Não nos parece outra análise a que pode ser feita quanto aos nossos comerciantes e suas reivindicações, expostas nas páginas anteriores. Quando os mesmos manifestavam seu descontentamento com a “vendagem” de toucinho no Mercado Público, os negociantes lançavam mão de leis e de elementos jurídicos para se manifestar, tendo consciência de estarem altamente prejudicados, “restringindo a liberdade do commércio, criando o monopólio d’este gênero de primeira necessidade e permitindo o atravessamento desse mesmo gênero”.

Dessa forma, se utilizavam de um abaixo-assinado – uma entre as várias estratégias possíveis naquele universo – para conseguirem uma plena resolução da pendenga que se apresentava, sem se esquecerem do importante papel que tinham na cidade e, portanto, passível de total atenção por parte dos agentes do poder e do progresso, já que os comerciantes eram “pois a classe a que pertencem, eh a que mais contribue para o erário municipal.”[11]

Essas formas de ação política eram comuns, especialmente quando era possível reunir grupos com interesses semelhantes, como comerciantes ou moradores de determinadas regiões, interessados em resolver problemas localizados, em nome de 5, 6 ou 10 famílias. E não apenas nos documentos da Câmara era possível perceber reivindicações levadas à frente pelos cidadãos. Os próprios jornais da cidade noticiavam algumas dessas demandas.

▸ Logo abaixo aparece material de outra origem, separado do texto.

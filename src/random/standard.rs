//! Seedable stream on top of the abstractions of the "rand" crate

use crate::numeric::Float;
use rand::{Rng, SeedableRng};

/// Random number generation engine in use
type Engine = rand_xoshiro::Xoshiro256Plus;

/// Uniform random stream
#[derive(Clone, Debug)]
pub struct RandomGenerator {
    rng: Engine,
}
//
impl RandomGenerator {
    /// Spawn a new random number generator
    pub fn new(seed: u64) -> Self {
        Self {
            rng: Engine::seed_from_u64(seed),
        }
    }

    /// Stream of shard `shard`, non-overlapping with the other shards
    ///
    /// Each jump moves the engine 2^128 draws ahead, more than any shard will
    /// ever consume.
    pub fn for_shard(seed: u64, shard: usize) -> Self {
        let mut generator = Self::new(seed);
        for _ in 0..shard {
            generator.rng.jump();
        }
        generator
    }

    /// Generate a random floating-point number in [0, 1)
    pub fn random(&mut self) -> Float {
        self.rng.gen()
    }
}

#[cfg(test)]
mod tests {
    use super::*;

    #[test]
    fn draws_are_reproducible_and_in_range() {
        let mut a = RandomGenerator::new(42);
        let mut b = RandomGenerator::new(42);
        for _ in 0..1000 {
            let x = a.random();
            assert!((0. ..1.).contains(&x));
            assert_eq!(x, b.random());
        }
    }

    #[test]
    fn shards_get_distinct_streams() {
        let mut first = RandomGenerator::for_shard(7, 0);
        let mut second = RandomGenerator::for_shard(7, 1);
        let mut again = RandomGenerator::for_shard(7, 1);
        assert_eq!(first.random(), RandomGenerator::new(7).random());
        let x = second.random();
        assert_ne!(x, first.random());
        assert_eq!(x, again.random());
    }
}
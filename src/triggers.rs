//! Trigger paths and noise filters
//!
//! Which trigger paths an event must have fired, and which noise filters it
//! must have passed, is fixed by the data-taking era and the selection
//! profile. A couple of data-taking periods lack some of the paths and get a
//! reduced list.

use crate::{config::Era, record::EventRecord, selection::SelectionProfile, Result};

/// Filters shared by every era
const COMMON_FILTERS: [&str; 9] = [
    "Flag_goodVertices",
    "Flag_globalSuperTightHalo2016Filter",
    "Flag_HBHENoiseFilter",
    "Flag_HBHENoiseIsoFilter",
    "Flag_EcalDeadCellTriggerPrimitiveFilter",
    "Flag_BadPFMuonFilter",
    "Flag_BadPFMuonDzFilter",
    "Flag_hfNoisyHitsFilter",
    "Flag_eeBadScFilter",
];

/// Trigger paths and noise filters of a run
#[derive(Clone, Debug, PartialEq, Eq)]
pub struct EventFlags {
    /// Trigger paths, any of which must have fired
    triggers: Vec<&'static str>,

    /// Noise filters, all of which must have passed
    filters: Vec<&'static str>,
}
//
impl EventFlags {
    /// Pick the flags of a run
    ///
    /// `no_tk_mu50` marks input files which lack the `HLT_TkMu50` path.
    pub fn new(
        era: Era,
        profile: SelectionProfile,
        process_name: &str,
        no_tk_mu50: bool,
    ) -> Self {
        let triggers = match (profile, era) {
            (SelectionProfile::Standard, Era::Y2016Apv | Era::Y2016) => {
                vec!["HLT_IsoMu24", "HLT_IsoTkMu24"]
            }
            (SelectionProfile::Standard, Era::Y2017) => vec!["HLT_IsoMu27"],
            (SelectionProfile::Standard, Era::Y2018) => vec!["HLT_IsoMu24"],
            (SelectionProfile::HighPt, Era::Y2016Apv) if no_tk_mu50 => vec!["HLT_Mu50"],
            (SelectionProfile::HighPt, Era::Y2016Apv | Era::Y2016) => {
                vec!["HLT_Mu50", "HLT_TkMu50"]
            }
            (SelectionProfile::HighPt, Era::Y2017) if process_name == "SingleMuon_Run2017B" => {
                vec!["HLT_Mu50"]
            }
            (SelectionProfile::HighPt, Era::Y2017 | Era::Y2018) => {
                vec!["HLT_Mu50", "HLT_TkMu100", "HLT_OldMu100"]
            }
        };

        let mut filters = COMMON_FILTERS.to_vec();
        if matches!(era, Era::Y2017 | Era::Y2018) {
            filters.push("Flag_ecalBadCalibFilter");
        }

        Self { triggers, filters }
    }

    /// Trigger paths, any of which must have fired
    pub fn triggers(&self) -> &[&'static str] {
        &self.triggers[..]
    }

    /// Truth that the event fired one of the trigger paths
    pub fn passes_trigger(&self, record: &EventRecord) -> Result<bool> {
        for path in &self.triggers {
            if record.flag(path)? {
                return Ok(true);
            }
        }
        Ok(false)
    }

    /// Truth that the event passed all noise filters
    pub fn passes_filters(&self, record: &EventRecord) -> Result<bool> {
        for filter in &self.filters {
            if !record.flag(filter)? {
                return Ok(false);
            }
        }
        Ok(true)
    }
}

#[cfg(test)]
pub(crate) mod tests {
    use super::*;

    /// Set every noise filter of any era to the same value
    pub(crate) fn all_filters(record: EventRecord, value: bool) -> EventRecord {
        COMMON_FILTERS
            .iter()
            .chain(["Flag_ecalBadCalibFilter"].iter())
            .fold(record, |record, name| record.with_flag(name, value))
    }

    #[test]
    fn trigger_tables() {
        let flags = |era, profile, process, no_tk| {
            EventFlags::new(era, profile, process, no_tk).triggers().to_vec()
        };
        use SelectionProfile::*;
        assert_eq!(flags(Era::Y2018, Standard, "x", false), ["HLT_IsoMu24"]);
        assert_eq!(flags(Era::Y2017, Standard, "x", false), ["HLT_IsoMu27"]);
        assert_eq!(
            flags(Era::Y2016Apv, HighPt, "x", false),
            ["HLT_Mu50", "HLT_TkMu50"]
        );
        assert_eq!(flags(Era::Y2016Apv, HighPt, "x", true), ["HLT_Mu50"]);
        assert_eq!(flags(Era::Y2016, HighPt, "x", true), ["HLT_Mu50", "HLT_TkMu50"]);
        assert_eq!(
            flags(Era::Y2017, HighPt, "SingleMuon_Run2017B", false),
            ["HLT_Mu50"]
        );
        assert_eq!(
            flags(Era::Y2017, HighPt, "SingleMuon_Run2017C", false),
            ["HLT_Mu50", "HLT_TkMu100", "HLT_OldMu100"]
        );
    }

    #[test]
    fn trigger_is_an_or() {
        let flags = EventFlags::new(Era::Y2016, SelectionProfile::Standard, "x", false);
        let record = EventRecord::new()
            .with_flag("HLT_IsoMu24", false)
            .with_flag("HLT_IsoTkMu24", true);
        assert!(flags.passes_trigger(&record).unwrap());
        let record = EventRecord::new().with_flag("HLT_IsoMu24", false);
        assert!(flags.passes_trigger(&record).is_err());
    }

    #[test]
    fn filters_depend_on_era() {
        let record = all_filters(EventRecord::new(), true).with_flag("Flag_ecalBadCalibFilter", false);
        let flags_2016 = EventFlags::new(Era::Y2016, SelectionProfile::Standard, "x", false);
        let flags_2018 = EventFlags::new(Era::Y2018, SelectionProfile::Standard, "x", false);
        assert!(flags_2016.passes_filters(&record).unwrap());
        assert!(!flags_2018.passes_filters(&record).unwrap());

        let record = all_filters(EventRecord::new(), true).with_flag("Flag_goodVertices", false);
        assert!(!flags_2016.passes_filters(&record).unwrap());
    }
}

O jornal o Correio do Norte, de 24 de março de 1889, apresentava em duas páginas completas, solicitações individuais e coletivas de moradores de Montes Claros e região, com interesses variados. Em uma delas, moradores do distrito de Brejo das Almas reclamavam às autoridades competentes a pequena atenção dada a necessidades públicas do distrito, sendo exemplo a falta de um fiscal da Câmara na região, afinal, “disto decorre a infração das posturas municipais”, conforme relatado no texto do jornal. O redator ainda apresenta outras reclamações dos moradores da mesma região, tais como as “péssimas condições das estradas que não são cuidadas, a inexistência de alguém que zele pela cobrança de impostos”, entre outras reclamações dos moradores.[12]

No final daquele mesmo ano, o jornal apresenta a solicitação de alguns moradores do entorno rural da cidade, para que se dê conhecimento na Câmara e mesmo ao “digno Sr. Delegado de polícia, e também aos Paes de família”,

(...) de que nos subúrbios desta cidade, moços, meninas ou talvez mesmo velhos sem juízo atiram imprudentemente para estradas, caçando ou divertindo-se em quintaes, com risco de ferirem ou matarem algum transeude, o que há pouco dias quasi acontece a uma pobre mulher, que escapou por milagre, de receber um tiro na cabeça, e quando não haja providencia, servira a noticia para aviso aos incautos.[13]

Em ambos os casos, problemas de ordem local – como o descaso da administração pública com os moradores do Brejo das Almas, bem como os cuidados necessários com a prática de tiros no entorno rural da cidade de Montes Claros – são reveladores das estratégias de ação política desses cidadãos norte-mineiros, que buscavam dispensar suas energias, da forma que encontravam, para buscar soluções diante dos problemas que lhes eram apresentados. Situações de resolução complexa ou simples, tanto faz, mas que se apresentavam como de fundamental importância para serem resolvidas, afinal, atingiam diretamente o cotidiano de muitos sertanejos, como era o caso das péssimas condições de uma estrada, a má localização de uma determinada cerca ou os riscos advindos de um tiro incerto, executado imprudentemente por “moços, meninas ou talvez mesmo velhos sem juízo”.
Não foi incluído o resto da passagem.